Billy G Young had been a Trooper twenty-five years when he was killed.

Trooper Young was survived by his wife Letha, three adult sons Byron “Lee”, Jerry Lynn and Robert Leo and one grandchild.

Billy Young is buried in Elmwood Cemetery, Woodward, Woodward County, Oklahoma.

May 26, 1978, “Black Friday” was the worst day in the forty-year history of the OHP, however less than two months later three more troopers would die in the line of duty.


OLEM – 2N-1-1  NLEOM – 52W7


Updated August 7, 2023





Eugene Lee Young - Probation and Parole Officer

Oklahoma Department of Corrections        July 28, 1989


Eugene Young, 60, was working at the Oklahoma City office of the State Probation and Parole Department.


On the afternoon of Friday, July 28, 1989, parolee Huey Don Turner, 23, was being arrested during his visit to the office preparatory to having his parole revoked. Huey Turner resisted violently, and Eugene Young was one of five-corrections officers called to subdue him. A short time later, Officer Eugene Young suffered a heart attack and died at Presbyterian Hospital in Oklahoma City.  


Probation and Parole Officer Eugene Young was the only Oklahoma law enforcement officer to die in the line of duty in Oklahoma in1989.


Eugene Young was survived by his wife Marlene, two sons, Douglas, and Kevin and two daughters, Pamela and Angela and is buried in Kingfisher Cemetery, Kingfisher, Kingfisher County, Oklahoma.


OLEM – 2N-2-21  NLEOM – 52E12


Updated August 7, 2023





Thomas Young - Posse, Deputy U.S. Marshal

U. S. Marshal Service     August 25, 1882


On Saturday, August 12, 1882, Deputy Marshal James G. Farr, and his posse, Thomas Young, arrested a man named Robert Love aka Robert Jones on a murder warrant for the murder of a Dr. Bailey at Lake West in the Choctaw Nation, Indian Territory.
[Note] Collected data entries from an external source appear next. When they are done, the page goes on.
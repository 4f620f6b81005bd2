//! Crate-wide error type

/// Result type for adversario operations
pub type Result<T> = std::result::Result<T, Error>;

/// Errors raised while configuring or running adversarial training
#[derive(Debug, thiserror::Error)]
pub enum Error {
    #[error("Invalid configuration: {0}")]
    Config(String),

    #[error("Trainable variable '{name}' matches neither the 'd_' nor the 'g_' prefix")]
    UnpartitionedVariable { name: String },

    #[error("NaN detected in epoch {epoch} (metric '{metric}')")]
    Divergence { epoch: usize, metric: String },

    #[error("Failed to persist model definition: {0}")]
    ModelDefinition(String),

    #[error("Checkpoint error: {0}")]
    Checkpoint(String),

    #[error("Summary error: {0}")]
    Summary(String),

    #[error("Shape mismatch: expected {expected}, got {actual}")]
    ShapeMismatch { expected: usize, actual: usize },

    #[error("IO error: {0}")]
    Io(#[from] std::io::Error),

    #[error("Serialization error: {0}")]
    Serialization(String),
}
//! Shared tensor handle with gradient storage

use super::BackwardOp;
use ndarray::Array1;
use std::cell::{Ref, RefCell, RefMut};
use std::fmt;
use std::rc::Rc;

type GradCell = Rc<RefCell<Option<Array1<f32>>>>;

struct TensorInner {
    data: RefCell<Array1<f32>>,
    grad: GradCell,
    requires_grad: bool,
    backward_op: RefCell<Option<Rc<dyn BackwardOp>>>,
    name: Option<String>,
}

/// A flat `f32` tensor participating in the autograd tape.
///
/// Cloning a `Tensor` clones the handle, not the storage: a parameter held by
/// a model and the same parameter held by an optimizer step see the same
/// values and the same gradient cell. Matrices are stored row-major and the
/// ops that need a shape take explicit dimensions.
#[derive(Clone)]
pub struct Tensor {
    inner: Rc<TensorInner>,
}

impl Tensor {
    /// Create a tensor from an ndarray
    pub fn new(data: Array1<f32>, requires_grad: bool) -> Self {
        Self {
            inner: Rc::new(TensorInner {
                data: RefCell::new(data),
                grad: Rc::new(RefCell::new(None)),
                requires_grad,
                backward_op: RefCell::new(None),
                name: None,
            }),
        }
    }

    /// Create a tensor from a vector
    pub fn from_vec(data: Vec<f32>, requires_grad: bool) -> Self {
        Self::new(Array1::from(data), requires_grad)
    }

    /// Create a zero-filled tensor
    pub fn zeros(len: usize, requires_grad: bool) -> Self {
        Self::new(Array1::zeros(len), requires_grad)
    }

    /// Create a scalar tensor
    pub fn scalar(value: f32, requires_grad: bool) -> Self {
        Self::from_vec(vec![value], requires_grad)
    }

    /// Create a named trainable parameter
    pub fn parameter(name: impl Into<String>, data: Vec<f32>) -> Self {
        Self {
            inner: Rc::new(TensorInner {
                data: RefCell::new(Array1::from(data)),
                grad: Rc::new(RefCell::new(None)),
                requires_grad: true,
                backward_op: RefCell::new(None),
                name: Some(name.into()),
            }),
        }
    }

    /// Parameter name, if this tensor was created with [`Tensor::parameter`]
    pub fn name(&self) -> Option<&str> {
        self.inner.name.as_deref()
    }

    /// Borrow the tensor values
    pub fn data(&self) -> Ref<'_, Array1<f32>> {
        self.inner.data.borrow()
    }

    /// Mutably borrow the tensor values
    pub fn data_mut(&self) -> RefMut<'_, Array1<f32>> {
        self.inner.data.borrow_mut()
    }

    /// Copy the values out
    pub fn to_vec(&self) -> Vec<f32> {
        self.data().to_vec()
    }

    /// First element, the value of a scalar loss
    pub fn item(&self) -> f32 {
        self.data().first().copied().unwrap_or(f32::NAN)
    }

    /// Number of elements
    pub fn len(&self) -> usize {
        self.data().len()
    }

    /// Whether the tensor holds no elements
    pub fn is_empty(&self) -> bool {
        self.len() == 0
    }

    /// Whether gradients flow into this tensor
    pub fn requires_grad(&self) -> bool {
        self.inner.requires_grad
    }

    /// Current gradient, if any has been accumulated
    pub fn grad(&self) -> Option<Array1<f32>> {
        self.inner.grad.borrow().clone()
    }

    /// Replace the gradient
    pub fn set_grad(&self, grad: Array1<f32>) {
        *self.inner.grad.borrow_mut() = Some(grad);
    }

    /// Add to the gradient, initializing it on first use
    pub fn accumulate_grad(&self, grad: Array1<f32>) {
        let mut cell = self.inner.grad.borrow_mut();
        match cell.as_mut() {
            Some(existing) => *existing += &grad,
            None => *cell = Some(grad),
        }
    }

    /// Drop the gradient so that a parameter without a gradient path stays absent
    pub fn zero_grad(&self) {
        *self.inner.grad.borrow_mut() = None;
    }

    /// Shared gradient cell
    pub fn grad_cell(&self) -> GradCell {
        Rc::clone(&self.inner.grad)
    }

    /// Backward op that produced this tensor
    pub fn backward_op(&self) -> Option<Rc<dyn BackwardOp>> {
        self.inner.backward_op.borrow().clone()
    }

    /// Attach the op that produced this tensor
    pub fn set_backward_op(&self, op: Rc<dyn BackwardOp>) {
        *self.inner.backward_op.borrow_mut() = Some(op);
    }

    /// Copy of the values cut off from the tape
    pub fn detach(&self) -> Tensor {
        Tensor::new(self.data().clone(), false)
    }

    /// Identity of the underlying storage
    pub(crate) fn id(&self) -> usize {
        Rc::as_ptr(&self.inner) as *const () as usize
    }

    /// Whether two handles point at the same storage
    pub fn same_as(&self, other: &Tensor) -> bool {
        Rc::ptr_eq(&self.inner, &other.inner)
    }

    /// Largest element (NaN-propagating)
    pub fn max(&self) -> f32 {
        self.data().iter().copied().fold(f32::NEG_INFINITY, |acc, v| {
            if v.is_nan() || acc.is_nan() {
                f32::NAN
            } else {
                acc.max(v)
            }
        })
    }

    /// Smallest element (NaN-propagating)
    pub fn min(&self) -> f32 {
        self.data().iter().copied().fold(f32::INFINITY, |acc, v| {
            if v.is_nan() || acc.is_nan() {
                f32::NAN
            } else {
                acc.min(v)
            }
        })
    }
}

impl fmt::Debug for Tensor {
    fn fmt(&self, f: &mut fmt::Formatter<'_>) -> fmt::Result {
        f.debug_struct("Tensor")
            .field("name", &self.inner.name)
            .field("len", &self.len())
            .field("requires_grad", &self.inner.requires_grad)
            .field("has_grad", &self.inner.grad.borrow().is_some())
            .finish()
    }
}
As Posse Thomas Young was walking Robert Love to his horse, John S. Lennox and G. G. Randell, Robert Love’s brothers-in-law attacked Posse Thomas Young, shooting him eight times, freed Robert Love and escaped.  Posse Thomas Young was treated for his wounds and for a while it appeared, he might survive but he died from his wounds on Friday, August 25th.


The burial site of Posse Thomas Young is unknown.

 

Robert Love committed suicide several days after Posse Thomas Young died.


G. G. Randell was arrested later and tried but the trial ended in a hung jury and apparently, he was never retried.


John S. Lennox would go on to kill Deputy U. S. Marshal Dave Layman on April 10, 1883. John Lennox was finally arrested almost twelve years later in September of 1894 in Texas, tried only for the murder of Deputy Marshal Dave Layman for which he was found not guilty.


OLEM – 10N-2-1  NLEOM – 32W9


Updated August 7, 2023




Kristopher David Youngberg - Federal Agent

U.S. Department of Energy

National Nuclear Security Administration

Office of Secure Transportation       October 5, 2018


On Friday, October 5, 2018, Federal Agent Youngberg, 41, and four other agents were returning to Amarillo, Texas, in a Department of Energy van after attending training at Fort Chaffee, Arkansas. Traveling west bound on I-40 near Okemah, Oklahoma the van struck the back of a dump truck that was attempting to make a U-turn in the center median of the Interstate. Agent Youngberg suffered fatal injuries and died at the scene while three of the other agents were critically injured.

Agent Youngberg was a U.S. Marine Corps veteran and had served with the National Nuclear Security Administration - Office of Secure Transportation for eight years.

Kristopher Youngberg was survived by his wife Misty, two children, his father, and sister. Kristopher Youngberg’s earthly remains were cremated.